Had an 3 African tiger fish. those are pretty rare. never will you see one at petco. they are $200 fish.


----------



## Devon Amazon (Apr 3, 2005)

F0 rio tapajos peacock bass
F0 satanoperca daemon
F0 flag tail prochilodus
F0 geophagus dicrozoster
F0 L260
F0 L018

Tank bred geophagus altifrons
Tank bred acarichthys heckelii

Black arowana and scobina rays coming soon
Non of then exactly super rare but not the kind of fish you would see in your regular pet store


----------



## bob351 (Oct 23, 2005)

i got more lol awsome fish guys i want a atf but i cant find one


----------



## JD7.62 (Apr 7, 2005)

Nothing too rare but definatly not somthing youd find at a Petco!

Cichla Monoculus
Cichla Oriniosis
D. Microlepis X 2
Ornate Bichir
Fei FEng
S. Brandtii 
S. Maculatus (my beast!)
An undescribed FW ray species

Well I guess that is about it! Damn I need some more fish!


----------



## Devon Amazon (Apr 3, 2005)

JD7.62 said:


> Nothing too rare but definatly not somthing youd find at a Petco!
> 
> Cichla Monoculus
> Cichla Oriniosis
> ...


Nice collection


----------



## gar~spaz (Jul 21, 2006)

none of mine are very rare. i dont see hujetas or apollo sharks very often though.
i had a friend in virginia that kept an alligator gar in a swimming pool, but it killed his cat and gave me ten stitches so the little bastard was thrown into the fricken atlantic


----------



## ethnics (Sep 10, 2006)

maybe not rare in your area, but they are in my area. piranhas are rare i my area, mississippi spotted gar, shortnose gar. having an aro over 2ft is kinda rare in my area.


----------



## hieuey (Jun 9, 2006)

Thanks for sharing the picture! We would love to see your sting ray in here too.


----------



## lastgreengarden (Sep 13, 2006)

would LOVE to see pics of some of your stuff, i dont have anyting rare, i just got my Jack Dempsey... which is all over petco and petsmart :\


----------



## hieuey (Jun 9, 2006)

I don't have anything rare. Perhaps, I can cut the tail off of my puffer fish and see if it lives on. If it will, then that would be rare









Hopefully, someone can show a few pictures of the rare fish that we all drool for... not fish filet


----------



## bob351 (Oct 23, 2005)

hieuey said:


> Thanks for sharing the picture! We would love to see your sting ray in here too.

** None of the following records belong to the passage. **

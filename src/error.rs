//! Gateway error definitions.
//!
//! Every failure the dispatch pipeline can produce is a `GatewayError`
//! variant carrying enough route context for the outer translation layer
//! to render it. Health-probe and telemetry failures are never surfaced
//! through this type; they are logged and swallowed at their source.

use thiserror::Error;

/// Errors produced while dispatching a request through the engine.
#[derive(Debug, Error)]
pub enum GatewayError {
    /// No configured route matched the request.
    #[error("no route matched {method} {path}")]
    RouteNotFound { method: String, path: String },

    /// Route requires authentication but no principal was resolved.
    #[error("authentication required for route {route_id}")]
    AuthenticationRequired { route_id: String },

    /// Principal lacks every role/scope the route demands.
    #[error("insufficient permissions for route {route_id}")]
    InsufficientPermissions { route_id: String },

    /// Fixed-window rate limit exhausted for this route.
    #[error("rate limit exceeded for route {route_id}")]
    RateLimitExceeded { route_id: String },

    /// Circuit breaker is open; request failed fast without dispatch.
    #[error("circuit open for route {route_id}")]
    CircuitOpen { route_id: String },

    /// Upstream call exceeded the route's configured timeout.
    #[error("upstream timeout after {timeout_ms}ms on route {route_id}")]
    UpstreamTimeout { route_id: String, timeout_ms: u64 },

    /// Upstream connection failed or returned an unusable response.
    #[error("upstream error on route {route_id}: {message}")]
    UpstreamError { route_id: String, message: String },

    /// A request/response transformer failed or could not be resolved.
    #[error("transformation failed on route {route_id}: {message}")]
    Transformation { route_id: String, message: String },

    /// Route configuration names a type/handler the engine cannot serve.
    #[error("invalid route configuration for {route_id}: {message}")]
    InvalidRouteType { route_id: String, message: String },
}

impl GatewayError {
    /// Default HTTP status for each error kind.
    ///
    /// Proxy routes pass upstream statuses through at the response level,
    /// so `UpstreamError` here covers only connection-class failures.
    pub fn status_code(&self) -> u16 {
        match self {
            GatewayError::RouteNotFound { .. } => 404,
            GatewayError::AuthenticationRequired { .. } => 401,
            GatewayError::InsufficientPermissions { .. } => 403,
            GatewayError::RateLimitExceeded { .. } => 429,
            GatewayError::CircuitOpen { .. } => 503,
            GatewayError::UpstreamTimeout { .. } => 504,
            GatewayError::UpstreamError { .. } => 502,
            GatewayError::Transformation { .. } => 500,
            GatewayError::InvalidRouteType { .. } => 400,
        }
    }

    /// Route id the error is attributed to, if any.
    pub fn route_id(&self) -> Option<&str> {
        match self {
            GatewayError::RouteNotFound { .. } => None,
            GatewayError::AuthenticationRequired { route_id }
            | GatewayError::InsufficientPermissions { route_id }
            | GatewayError::RateLimitExceeded { route_id }
            | GatewayError::CircuitOpen { route_id }
            | GatewayError::UpstreamTimeout { route_id, .. }
            | GatewayError::UpstreamError { route_id, .. }
            | GatewayError::Transformation { route_id, .. }
            | GatewayError::InvalidRouteType { route_id, .. } => Some(route_id),
        }
    }
}

/// Result type for engine operations.
pub type GatewayResult<T> = Result<T, GatewayError>;
//! Fixed-window rate limiting.
//!
//! # Responsibilities
//! - Count admitted requests per route (optionally per caller) within a
//!   fixed window
//! - Reject with `RateLimitExceeded` once the limit is reached
//! - Refund admitted slots post-dispatch when the route's skip flags say
//!   a response class should not consume quota
//!
//! # Design Decisions
//! - Windows are keyed per route id (plus caller identity when
//!   `per_caller` is set) in a DashMap; racing creators of a fresh window
//!   serialize on the shard lock, so exactly one record survives
//! - Window expiry is lazy: the first request after the reset timestamp
//!   replaces the record in place

use std::time::{Duration, Instant};

use dashmap::DashMap;

use crate::error::{GatewayError, GatewayResult};
use crate::routing::route::RateLimitPolicy;

#[derive(Debug)]
struct WindowEntry {
    count: u32,
    reset_at: Instant,
}

/// Fixed-window counters keyed by route id (and optionally caller).
#[derive(Default)]
pub struct RateLimiterRegistry {
    windows: DashMap<String, WindowEntry>,
}

/// Compose the window key for a request.
pub fn window_key(route_id: &str, caller: Option<&str>, policy: &RateLimitPolicy) -> String {
    match (policy.per_caller, caller) {
        (true, Some(caller)) => format!("{route_id}:{caller}"),
        _ => route_id.to_string(),
    }
}

impl RateLimiterRegistry {
    pub fn new() -> Self {
        Self::default()
    }

    /// Admit or reject one request against the window for `key`.
    pub fn check(&self, route_id: &str, key: &str, policy: &RateLimitPolicy) -> GatewayResult<()> {
        let now = Instant::now();
        let window = Duration::from_millis(policy.window_ms);

        let mut entry = self.windows.entry(key.to_string()).or_insert_with(|| WindowEntry {
            count: 0,
            reset_at: now + window,
        });

        if now >= entry.reset_at {
            entry.count = 1;
            entry.reset_at = now + window;
            return Ok(());
        }

        if entry.count >= policy.limit {
            tracing::warn!(route_id, key, limit = policy.limit, "Rate limit exceeded");
            metrics::counter!("gateway_rate_limited_total", "route" => route_id.to_string())
                .increment(1);
            return Err(GatewayError::RateLimitExceeded {
                route_id: route_id.to_string(),
            });
        }

        entry.count += 1;
        Ok(())
    }

    /// Return an admitted slot to the current window. Called by the
    /// pipeline when the response class is configured to be skipped.
    pub fn refund(&self, key: &str) {
        if let Some(mut entry) = self.windows.get_mut(key) {
            if Instant::now() < entry.reset_at {
                entry.count = entry.count.saturating_sub(1);
            }
        }
    }

    /// Drop all windows for a removed route (including per-caller ones).
    pub fn remove_route(&self, route_id: &str) {
        let prefix = format!("{route_id}:");
        self.windows
            .retain(|k, _| k != route_id && !k.starts_with(&prefix));
    }
}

ill get some nice shots of her tmmrw


----------



## Loubard (Oct 3, 2005)

1 F0 Polypterus endlicheri endlicheri 10" 
2 F0 Polypterus bichir lapradei 7" and 8" 
2 F0 Lepisosteus Platyrhincus (florida gars) 10" 
1 F0 Datnioides pulcher 9"

Fish coming soon: (Polypterus within one month, for the arowana I am still looking)

2 F0 Polypterus endlicheri endlicheri (approx. 8") 
2 F0 Polypterus bichir lapradei (approx. 7") 
1 F0 Osteoglossum ferreirai (don't have details yet)

Here's a pic of my current tank with the fish menthioned above:

View attachment 123413


----------



## JuN_SpeK (Oct 6, 2005)

well here is my addition to the thread. not so rare but i love these guys..

first off is my green arowana: i got him around 9 inches now he is 16 inches.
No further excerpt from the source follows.